Slack as the Front-End for Approve/Deny Decisions

Approval in Slack is convenient and risky. The interactive message format, the auth context, and the audit trail that makes it defensible.

Block Kit message format

The Block Kit message has four required slots. Header: the proposed action and the affected resource. Section: the agent’s reasoning, one paragraph not a wall of text. Actions: two buttons, Approve and Deny, each firing a webhook on click. Optional fields: confidence, blast radius, reversibility help the approver decide.

Auth context

The auth model maps the Slack click back to a service-side identity that the agent already trusts. The approver’s Slack identity is mapped to a service-side identity (the mapping is maintained, the agent does not trust the Slack click alone); the approver must have permissions for the action and the agent service checks before applying; multi-approver actions require two distinct identities.

Audit trail

The audit trail captures every click. Logged with who clicked, when, on what proposal, with what decision; the audit log is queryable so “who approved the database failover last Tuesday?” is a one-line lookup; retention matches the audit-log policy (1 year hot, 3 years archived).

Risks

Three risks deserve mitigation.

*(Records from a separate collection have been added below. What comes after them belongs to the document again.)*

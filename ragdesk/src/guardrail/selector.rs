//! Guardrail selection: the token wire format and resolution against a
//! listing.
//!
//! A selection token is `identity-id` for the draft and
//! `identity-id:version` otherwise. The separator is defined once, here, so
//! it can change in one place. Identity ids never contain it; that is
//! enforced when an identity is created, not when a token is decoded.

use tracing::debug;

use crate::error::{Error, Result};

use super::policy::GuardrailPolicy;
use super::registry::{GuardrailIdentity, PolicyVersion};
use super::target::{ApplyOutcome, GuardrailRef};

/// The draft version label.
pub const DRAFT: &str = "DRAFT";

/// Separator between identity id and version in a selection token.
pub const TOKEN_SEPARATOR: char = ':';

/// Encode an (identity, version) pair. The draft version is omitted.
#[must_use]
pub fn encode_token(id: &str, version: &str) -> String {
    if version == DRAFT {
        id.to_owned()
    } else {
        format!("{id}{TOKEN_SEPARATOR}{version}")
    }
}

/// Decode a token, splitting on the first separator.
///
/// A token without a separator names the draft.
#[must_use]
pub fn decode_token(token: &str) -> GuardrailRef {
    match token.split_once(TOKEN_SEPARATOR) {
        Some((id, version)) => GuardrailRef::new(id, version),
        None => GuardrailRef::draft(token),
    }
}

/// Returns `true` only if the token decodes to exactly this pair.
///
/// No defaulting happens on the right-hand side: a draft must be spelled
/// `"DRAFT"`.
#[must_use]
pub fn is_current_selection(token: &str, current_id: &str, current_version: &str) -> bool {
    let decoded = decode_token(token);
    decoded.id == current_id && decoded.version == current_version
}

/// A token resolved against a listing.
#[derive(Debug, Clone, Copy)]
pub struct Resolved<'a> {
    /// The selected identity.
    pub identity: &'a GuardrailIdentity,
    /// The selected version.
    pub version: &'a PolicyVersion,
}

impl<'a> Resolved<'a> {
    /// The policy snapshot at the selected version.
    #[must_use]
    pub const fn policy(&self) -> &'a GuardrailPolicy {
        &self.version.policy
    }

    /// The resolved pair.
    #[must_use]
    pub fn reference(&self) -> GuardrailRef {
        GuardrailRef::new(self.identity.id(), self.version.version.to_string())
    }
}

/// Resolve a token strictly, for enforcement.
///
/// # Errors
///
/// Returns [`Error::UnknownGuardrail`] if the identity is absent and
/// [`Error::UnknownVersion`] if the identity lacks the version.
pub fn resolve<'a>(token: &str, identities: &'a [GuardrailIdentity]) -> Result<Resolved<'a>> {
    let GuardrailRef { id, version } = decode_token(token);
    let identity = identities
        .iter()
        .find(|i| i.id() == id)
        .ok_or_else(|| Error::UnknownGuardrail { id: id.clone() })?;
    let policy_version = identity
        .version(&version)
        .ok_or(Error::UnknownVersion { id, version })?;
    Ok(Resolved {
        identity,
        version: policy_version,
    })
}

/// A token resolved for display.
#[derive(Debug, Clone, Copy)]
pub enum DisplaySelection<'a> {
    /// The token resolved exactly.
    Exact(Resolved<'a>),
    /// The version was missing; the identity's first listed version is shown
    /// instead. Never use this for enforcement.
    Fallback {
        /// The identity.
        identity: &'a GuardrailIdentity,
        /// The first listed version, if the listing carried any.
        shown: Option<&'a PolicyVersion>,
    },
    /// The identity was missing; only the id can be shown.
    IdOnly,
}

impl DisplaySelection<'_> {
    /// A one-line label: the name when known, else the id.
    #[must_use]
    pub fn label(&self, token: &str) -> String {
        let reference = decode_token(token);
        match self {
            Self::Exact(resolved) => format!(
                "{} ({})",
                display_name(resolved.identity),
                resolved.version.version
            ),
            Self::Fallback {
                identity,
                shown: Some(shown),
            } => format!(
                "{} ({}, requested {})",
                display_name(identity),
                shown.version,
                reference.version
            ),
            Self::Fallback {
                identity,
                shown: None,
            } => display_name(identity).to_owned(),
            Self::IdOnly => reference.id,
        }
    }
}

fn display_name(identity: &GuardrailIdentity) -> &str {
    if identity.name().is_empty() {
        identity.id()
    } else {
        identity.name()
    }
}

/// Resolve a token leniently, for display. Never fails.
#[must_use]
pub fn resolve_for_display<'a>(
    token: &str,
    identities: &'a [GuardrailIdentity],
) -> DisplaySelection<'a> {
    match resolve(token, identities) {
        Ok(resolved) => DisplaySelection::Exact(resolved),
        Err(Error::UnknownVersion { id, version }) => {
            debug!(%id, %version, "selected version missing, showing first listed");
            identities
                .iter()
                .find(|i| i.id() == id)
                .map_or(DisplaySelection::IdOnly, |identity| {
                    DisplaySelection::Fallback {
                        identity,
                        shown: identity.versions().first(),
                    }
                })
        }
        Err(_) => DisplaySelection::IdOnly,
    }
}

/// Every selectable token in a listing, in listing order.
#[must_use]
pub fn tokens(identities: &[GuardrailIdentity]) -> Vec<String> {
    identities
        .iter()
        .flat_map(|identity| {
            identity
                .versions()
                .iter()
                .map(|v| encode_token(identity.id(), &v.version.to_string()))
        })
        .collect()
}

/// State of the front-end selection affordance.
#[derive(Debug, Clone, Default, PartialEq, Eq)]
pub enum SelectionState {
    /// No guardrail chosen.
    #[default]
    Unselected,
    /// A token is chosen but not applied.
    Selected(String),
    /// An apply for the token is in flight.
    Applying(String),
    /// The token was applied.
    Applied(String),
    /// Applying the token failed.
    ApplyFailed {
        /// The token that failed.
        token: String,
        /// Why it failed.
        error: String,
    },
}

/// Result of asking for a selection transition.
#[derive(Debug, Clone, Copy, PartialEq, Eq)]
pub enum Transition {
    /// The transition happened.
    Done,
    /// The transition would discard an active session and was not confirmed.
    NeedsConfirmation,
    /// The transition is not valid from the current state.
    Ignored,
}

impl SelectionState {
    /// The token in this state, if any.
    #[must_use]
    pub fn token(&self) -> Option<&str> {
        match self {
            Self::Unselected => None,
            Self::Selected(t) | Self::Applying(t) | Self::Applied(t) => Some(t),
            Self::ApplyFailed { token, .. } => Some(token),
        }
    }

    /// Returns `true` while an apply is in flight.
    #[must_use]
    pub const fn is_applying(&self) -> bool {
        matches!(self, Self::Applying(_))
    }

    /// Choose a token. Ignored while an apply is in flight.
    pub fn select(&mut self, token: impl Into<String>) -> Transition {
        if self.is_applying() {
            return Transition::Ignored;
        }
        *self = Self::Selected(token.into());
        Transition::Done
    }

    /// Clear the selection. Ignored while an apply is in flight.
    pub fn clear(&mut self) -> Transition {
        if self.is_applying() {
            return Transition::Ignored;
        }
        *self = Self::Unselected;
        Transition::Done
    }

    /// Enter [`SelectionState::Applying`].
    ///
    /// When `session_active` is set the apply would discard the
    /// conversation, so it only proceeds with `confirmed`.
    pub fn begin_apply(&mut self, session_active: bool, confirmed: bool) -> Transition {
        let token = match self {
            Self::Selected(t) | Self::ApplyFailed { token: t, .. } => t.clone(),
            _ => return Transition::Ignored,
        };
        if session_active && !confirmed {
            return Transition::NeedsConfirmation;
        }
        *self = Self::Applying(token);
        Transition::Done
    }

    /// Leave [`SelectionState::Applying`] with the apply result.
    pub fn finish_apply(&mut self, result: &Result<ApplyOutcome>) -> Transition {
        let Self::Applying(token) = self else {
            return Transition::Ignored;
        };
        let token = std::mem::take(token);
        *self = match result {
            Ok(_) => Self::Applied(token),
            Err(e) => Self::ApplyFailed {
                token,
                error: e.to_string(),
            },
        };
        Transition::Done
    }

    /// Return an abandoned [`SelectionState::Applying`] to
    /// [`SelectionState::Selected`].
    ///
    /// Only call this when no apply can still be in flight, e.g. when the
    /// future driving it was dropped.
    pub fn abandon_apply(&mut self) -> Transition {
        let Self::Applying(token) = self else {
            return Transition::Ignored;
        };
        *self = Self::Selected(std::mem::take(token));
        Transition::Done
    }

    /// Stale-selection detection after a listing refresh.
    ///
    /// An applied token that no longer resolves drops back to
    /// [`SelectionState::Selected`]. Returns `true` if the state changed.
    pub fn refresh(&mut self, identities: &[GuardrailIdentity]) -> bool {
        let Self::Applied(token) = self else {
            return false;
        };
        if resolve(token.as_str(), identities).is_ok() {
            return false;
        }
        debug!(token = %token, "applied guardrail no longer listed");
        *self = Self::Selected(std::mem::take(token));
        true
    }
}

Slack outage means approvals cannot reach the team (have a fallback like email or PagerDuty for high-urgency proposals); click hijacking where someone steals an approver’s session (tied to Slack’s own auth, ensure SSO plus 2FA); approval fatigue where too many proposals erode care (throttle proposals so only high-stakes go to Slack).

UX details that matter

Three UX details make the difference. Auto-expire after 30 minutes (stale proposals are not approved, they fail); show the time remaining (“15 minutes left to approve” forces decisions); update the message on action (“Approved by Alice at 14:32. Action in flight”) so the team sees the state without scrolling.